マーケティングの世界には「コンテンツマーケティング」という専門用語があります。これは、ターゲットとなるユーザーに対して、価値のあるコンテンツを発信することでファンを増やし、最終的に商品・サービスの購入につなげる手法です。
コンテンツマーケティングは、「ニーズを育成する」「顧客を教育する」といった言い回しをすることがあります。これは、有益な情報を与え続けることで、顧客の興味・関心を引き出すことを指します。
第2章で紹介したインフルエンサーのCHIKAKOさんの例は、その典型でした。
もともとオーストラリアでの飾らないライフスタイルを発信し続けていた彼女が、自然体で自分のこだわりを語ったり、コラボ商品の魅力についてインスタグラムで質問を返したり、ライブ配信でフォロワーとやり取りしたりした結果、多くの人が彼女のつくる商品を応援したいという気持ちにさせられました。それが1カ月で1000万円という売上につながったのです。
しかも、これまでのアパレル業界の常識を覆し、「予約販売」という形態をとりました。在庫をもたないことでリスクを抑えるのが狙いだったのですが、これまでのファッション業界の常識では「数カ月後に商品が届く」という売り方は禁じ手でした。
なぜなら、服は季節変動に弱い商品だからです。たとえば、夏に購入したTシャツが冬に届いても、お客様は困ります。
ということは、CHIKAKOさんのファンは単なる機能としての服を買っているわけではなく、「CHIKAKOさんが商品をつくったのなら応援したい」という一種のファン心理が購入動機になっていると考えられます。
最近のネットの世界ではライブの配信者に「投げ銭」をする文化が注目されていますが、「応援したい」「参加したい」という理由でお金を払うファンが少なくありません。
これまでもアイドルの世界には、いわゆる“お布施”の感覚でCDを買うという現象はありましたが、ファッションの世界でも、こうしたファンコンテンツ化が進んでいます。ファンコンテンツ化したブランドは、一時的ではなく中長期的な売上を獲得することができます。
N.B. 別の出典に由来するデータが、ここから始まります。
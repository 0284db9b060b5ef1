use std::sync::Arc;

use trellis_router::macros::{FuncArg, ParamPredicate};
use trellis_router::{FindResult, ParamValue, Router, RouterError, TrieError};

fn expect_found<'r, H>(result: FindResult<'r, H>) -> (&'r H, Vec<(String, ParamValue)>) {
    match result {
        FindResult::Found(matched) => (matched.handler, matched.params),
        FindResult::Rejected { name, error_code, .. } => {
            panic!("unexpected rejection of '{name}' with code {error_code}")
        }
        FindResult::NotFound => panic!("unexpected not-found"),
    }
}

#[test]
fn typed_parameters_convert_before_the_handler_runs() {
    let mut router = Router::new();
    router
        .add("/users/{id:int min(1) max(5) else 400}", "user_show")
        .expect("route should register");

    let (handler, params) = expect_found(router.find("/users/3"));
    assert_eq!(*handler, "user_show");
    assert_eq!(params, vec![("id".to_string(), ParamValue::Int(3))]);
}

#[test]
fn failing_validation_rejects_with_the_route_error_code() {
    let mut router = Router::new();
    router
        .add("/users/{id:int min(1) max(5) else 400}", "user_show")
        .expect("route should register");

    match router.find("/users/9") {
        FindResult::Rejected {
            name, error_code, ..
        } => {
            assert_eq!(name, "id");
            assert_eq!(error_code, 400);
        }
        _ => panic!("expected rejection"),
    }

    match router.find("/users/abc") {
        FindResult::Rejected { error_code, .. } => assert_eq!(error_code, 400),
        _ => panic!("expected rejection"),
    }
}

#[test]
fn default_error_code_is_404() {
    let mut router = Router::new();
    router.add("/n/{id:int}", "n").expect("route should register");

    match router.find("/n/abc") {
        FindResult::Rejected { error_code, .. } => assert_eq!(error_code, 404),
        _ => panic!("expected rejection"),
    }
}

#[test]
fn bare_parameters_pass_through_untouched() {
    let mut router = Router::new();
    router.add("/p/{name}", "p").expect("route should register");

    let (_, params) = expect_found(router.find("/p/whatever"));
    assert_eq!(
        params,
        vec![("name".to_string(), ParamValue::Str("whatever".to_string()))]
    );
}

#[test]
fn trailing_path_parameter_collects_the_remainder() {
    let mut router = Router::new();
    router
        .add("/assets/{rest:path}", "assets")
        .expect("route should register");

    let (handler, params) = expect_found(router.find("/assets/css/app.css"));
    assert_eq!(*handler, "assets");
    assert_eq!(
        params,
        vec![(
            "rest".to_string(),
            ParamValue::Str("css/app.css".to_string())
        )]
    );
}

#[test]
fn request_paths_are_normalized_before_lookup() {
    let mut router = Router::new();
    router
        .add("/users/{id:int}", "user_show")
        .expect("route should register");

    let (_, params) = expect_found(router.find("/users/3/"));
    assert_eq!(params, vec![("id".to_string(), ParamValue::Int(3))]);

    let (_, params) = expect_found(router.find("//users//3"));
    assert_eq!(params, vec![("id".to_string(), ParamValue::Int(3))]);

    assert!(matches!(router.find("/users/9999"), FindResult::Found(_)));
    assert!(matches!(router.find("/missing"), FindResult::NotFound));
}

#[test]
fn routes_normalizing_to_the_same_shape_conflict() {
    let mut router = Router::new();
    router
        .add("/users/{id:int}", "a")
        .expect("first route should register");

    let err = router
        .add("/users/{id:uint8}", "b")
        .expect_err("same trie shape should conflict");
    match err {
        RouterError::Trie(TrieError::DuplicateRoute { .. }) => {}
        other => panic!("unexpected error: {other:?}"),
    }
}

#[test]
fn parse_errors_surface_at_registration_time() {
    let mut router = Router::new();
    let err = router
        .add("/users/{id:nosuchtype}", "broken")
        .expect_err("unknown type should fail registration");
    match err {
        RouterError::Template(_) => {}
        other => panic!("unexpected error: {other:?}"),
    }
    assert_eq!(router.route_count(), 0);
}

#[test]
fn custom_function_registered_before_the_route_applies() {
    let mut router = Router::new();
    router
        .macros_mut()
        .lookup_mut("int")
        .expect("int macro exists")
        .register_func(
            "even",
            &[],
            Arc::new(|_args: &[FuncArg]| {
                let pred: ParamPredicate =
                    Arc::new(|v: &ParamValue| matches!(v, ParamValue::Int(n) if n % 2 == 0));
                Ok(pred)
            }),
        )
        .expect("function registration");

    router
        .add("/n/{id:int even()}", "even_only")
        .expect("route should register");

    assert!(matches!(router.find("/n/4"), FindResult::Found(_)));
    assert!(matches!(router.find("/n/3"), FindResult::Rejected { .. }));
}

#[test]
fn macro_error_handler_supplies_the_rejection_message() {
    let mut router = Router::new();
    router
        .macros_mut()
        .lookup_mut("int")
        .expect("int macro exists")
        .handle_error(Arc::new(|raw: &str| format!("'{raw}' is not an integer")));

    router.add("/n/{id:int}", "n").expect("route should register");

    match router.find("/n/abc") {
        FindResult::Rejected { message, .. } => {
            assert_eq!(message.as_deref(), Some("'abc' is not an integer"));
        }
        _ => panic!("expected rejection"),
    }
}

#[test]
fn mixed_static_and_dynamic_routes_coexist() {
    let mut router = Router::new();
    router.add("/", "home").expect("route");
    router.add("/users", "users_index").expect("route");
    router.add("/users/{id:int}", "user_show").expect("route");
    router.add("/users/new", "user_new").expect("route");
    router.add("/static/{f:path}", "static_files").expect("route");

    let (handler, _) = expect_found(router.find("/"));
    assert_eq!(*handler, "home");
    let (handler, _) = expect_found(router.find("/users"));
    assert_eq!(*handler, "users_index");
    let (handler, _) = expect_found(router.find("/users/new"));
    assert_eq!(*handler, "user_new");
    let (handler, params) = expect_found(router.find("/users/8"));
    assert_eq!(*handler, "user_show");
    assert_eq!(params, vec![("id".to_string(), ParamValue::Int(8))]);
    let (handler, params) = expect_found(router.find("/static/js/a/b.js"));
    assert_eq!(*handler, "static_files");
    assert_eq!(
        params,
        vec![("f".to_string(), ParamValue::Str("js/a/b.js".to_string()))]
    );
}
SNSとストーリーテラーの存在が、ファンコンテンツ化というファッション業界の新しいトレンドを生み出したといえます。
最適なストーリーテラーを得たブランドは大きく伸びる一方で、従来のように「いい服をつくっていれば、いつか日の目を見る」という発想のブランドは、厳しい戦いを強いられる状況になっているのです。